They are reportedly the most common cause of muscle or bone pain in adolescents. But it’s unclear what “growing pains” are – or if they are even related to growth
Health
22 July 2022
The term “growing pains” is often used to refer to sore or aching limbs in children. According to a 2007 review, it is the most common cause of bone or muscle pain in adolescents. Some studies estimate it affects more than one-third of kids.
Yet for all this, there is no clear definition of what growing pains are, or what causes them. In fact, they may not be related to growth at all. A recent analysis of studies about growing pains notes that the vast majority of papers – 93 per cent – make no mention of how the symptoms of bone or muscle pain are related to growth.
“Kids and teens are being told they have growing pains, but that is inaccurate based on our findings,” says Mary O’Keeffe at the Institute for Musculoskeletal Health at the University of Sydney in Australia. Most children diagnosed with growing pains are told the pain will subside with age and that they can take children’s ibuprofen or acetaminophen to manage the discomfort if needed.
“If a health professional is giving a diagnosis, it needs to be based on sound evidence. They need to be sure that growing is the cause, but we don’t know this,” says O’Keeffe.

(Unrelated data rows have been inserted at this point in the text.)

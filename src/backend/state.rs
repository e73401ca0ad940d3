//! Fixed-function pipeline state and the scope guard that restores it.

/// Fixed-function state the renderer controls between stages.
///
/// [`PipelineState::default`] is the renderer's baseline: back-face culling
/// with counter-clockwise front faces, all color channels writable, depth
/// test `Less` with depth writes, blending off (alpha factors preset),
/// stencil off with a `0xFF` mask, `Keep` ops and an `Always 1 0xFF` func.
#[derive(Debug, Clone, Copy, PartialEq, Eq)]
pub struct PipelineState {
    pub cull_face: bool,
    pub front_face: wgpu::FrontFace,
    pub color_mask: [bool; 4],

    pub depth_test: bool,
    pub depth_func: wgpu::CompareFunction,
    pub depth_write: bool,

    pub blend: bool,
    pub blend_src: wgpu::BlendFactor,
    pub blend_dst: wgpu::BlendFactor,

    pub stencil_test: bool,
    pub stencil_write_mask: u8,
    pub stencil_op: wgpu::StencilOperation,
    pub stencil_func: wgpu::CompareFunction,
    pub stencil_ref: u32,
    pub stencil_read_mask: u8,
}

impl Default for PipelineState {
    fn default() -> Self {
        Self {
            cull_face: true,
            front_face: wgpu::FrontFace::Ccw,
            color_mask: [true; 4],

            depth_test: true,
            depth_func: wgpu::CompareFunction::Less,
            depth_write: true,

            blend: false,
            blend_src: wgpu::BlendFactor::SrcAlpha,
            blend_dst: wgpu::BlendFactor::OneMinusSrcAlpha,

            stencil_test: false,
            stencil_write_mask: 0xFF,
            stencil_op: wgpu::StencilOperation::Keep,
            stencil_func: wgpu::CompareFunction::Always,
            stencil_ref: 1,
            stencil_read_mask: 0xFF,
        }
    }
}

impl PipelineState {
    /// State used when drawing blended geometry.
    #[must_use]
    pub fn alpha_blended() -> Self {
        Self {
            blend: true,
            depth_write: false,
            ..Self::default()
        }
    }
}

/// Something that owns pipeline state and can put it back to baseline.
pub trait ResetState {
    fn reset_state(&mut self);
}

impl ResetState for dyn super::GpuBackend {
    fn reset_state(&mut self) {
        self.apply_state(&PipelineState::default());
    }
}

/// Scope guard over a state owner.
///
/// Code inside the scope may change pipeline state freely; when the guard
/// goes out of scope the owner is reset to [`PipelineState::default`].
pub struct StateScope<'a, T: ResetState + ?Sized> {
    inner: &'a mut T,
}

impl<'a, T: ResetState + ?Sized> StateScope<'a, T> {
    pub fn new(inner: &'a mut T) -> Self {
        Self { inner }
    }
}

impl<T: ResetState + ?Sized> std::ops::Deref for StateScope<'_, T> {
    type Target = T;

    fn deref(&self) -> &Self::Target {
        self.inner
    }
}

impl<T: ResetState + ?Sized> std::ops::DerefMut for StateScope<'_, T> {
    fn deref_mut(&mut self) -> &mut Self::Target {
        self.inner
    }
}

impl<T: ResetState + ?Sized> Drop for StateScope<'_, T> {
    fn drop(&mut self) {
        self.inner.reset_state();
    }
}
//! Frame Renderer
//!
//! [`Renderer::render`] runs one frame as a fixed sequence of stages:
//!
//! | Stage | Listener events |
//! |-------|-----------------|
//! | frame setup, release of dropped textures | |
//! | visible data: uniforms, collection, cameras, materials, lights | `before_render`, `fill_scene_uniforms`, `collect_data`, `after_collect_data`, `prepare_materials` |
//! | shadow maps | `ready_to_render`, `render_shadows` |
//! | reflection probes | `after_visibility`, `render_reflections` |
//! | cameras, in collection order | `before_render_main_pass`, `enable_frame_context`, `before_render_frame`, ..., `after_render_frame` |
//! | post, gui, end | `show_frame_context`, `render_gui`, `after_render` |
//!
//! Each camera goes through [`Renderer::render_frame`]: enable (viewport and
//! matrices), clear, then [`Renderer::render_instances`], which culls,
//! buckets the visible instances into [`RenderQueue`]s, sorts them and hands
//! each instance to its material.
//!
//! A second `render()` while one is in flight (from a listener) is rejected
//! with [`RenderError::Reentrant`].

pub mod context;
pub mod cubemap;
pub mod hooks;
pub mod instance;
pub mod pass;
pub mod profiler;
pub mod queue;
pub mod settings;
pub mod stats;

use std::cell::RefCell;
use std::rc::Rc;

use futures::channel::oneshot;
use glam::{Vec3, Vec4};

use crate::backend::{
    ClearFlags, ClearRequest, GpuBackend, PipelineState, Primitive, RenderTarget, ResetState,
    StateScope, TextureDesc, TextureFormat, TextureHandle, TextureKind, Viewport,
};
use crate::errors::{RenderError, Result};
use crate::resources::MaterialFlags;
use crate::scene::frustum::ClipResult;
use crate::scene::light::LightKind;
use crate::scene::{Camera, CameraKey, LightKey, ProbeKey, Scene, probe};
use crate::utils::time::Instant;
use crate::utils::{Coroutines, FrameClock};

She was concerned that this catch-all diagnosis had little meaning, or worse, that it could potentially lead doctors to overlook other conditions that warrant further investigations. To learn more, she and her colleagues combed through medical research and identified 147 studies that mentioned growth or growing pains in adolescents. They then compared how each defined growing pains based on eight characteristics of pain: the type, location, duration, timing, severity, age of onset, relationship to activity and physical examinations.
They found contradictions in multiple areas. For example, 14 per cent of studies claimed that growing pains are persistent while 5 per cent specifically stated that they are not. Only seven studies said the condition is or could be due to growth, one said that the pain occurs mainly at the end of growth spurts as growing slows and two explicitly stated that these pains had nothing to do with growth.
The closest the research came to consensus was on pain location: 50 per cent of studies concluded that growing pains primarily affect the legs. Other studies identified the arms, back, groin or shoulders as the primary pain locations.
These many contradictions render this diagnosis basically meaningless, says O’Keeffe.
“If I was a doctor, I would stop using the term with children and their parents, as currently it doesn’t seem to serve a purpose,” says O’Keeffe. “I think we need more research and a better understanding of pain in children and teenagers.”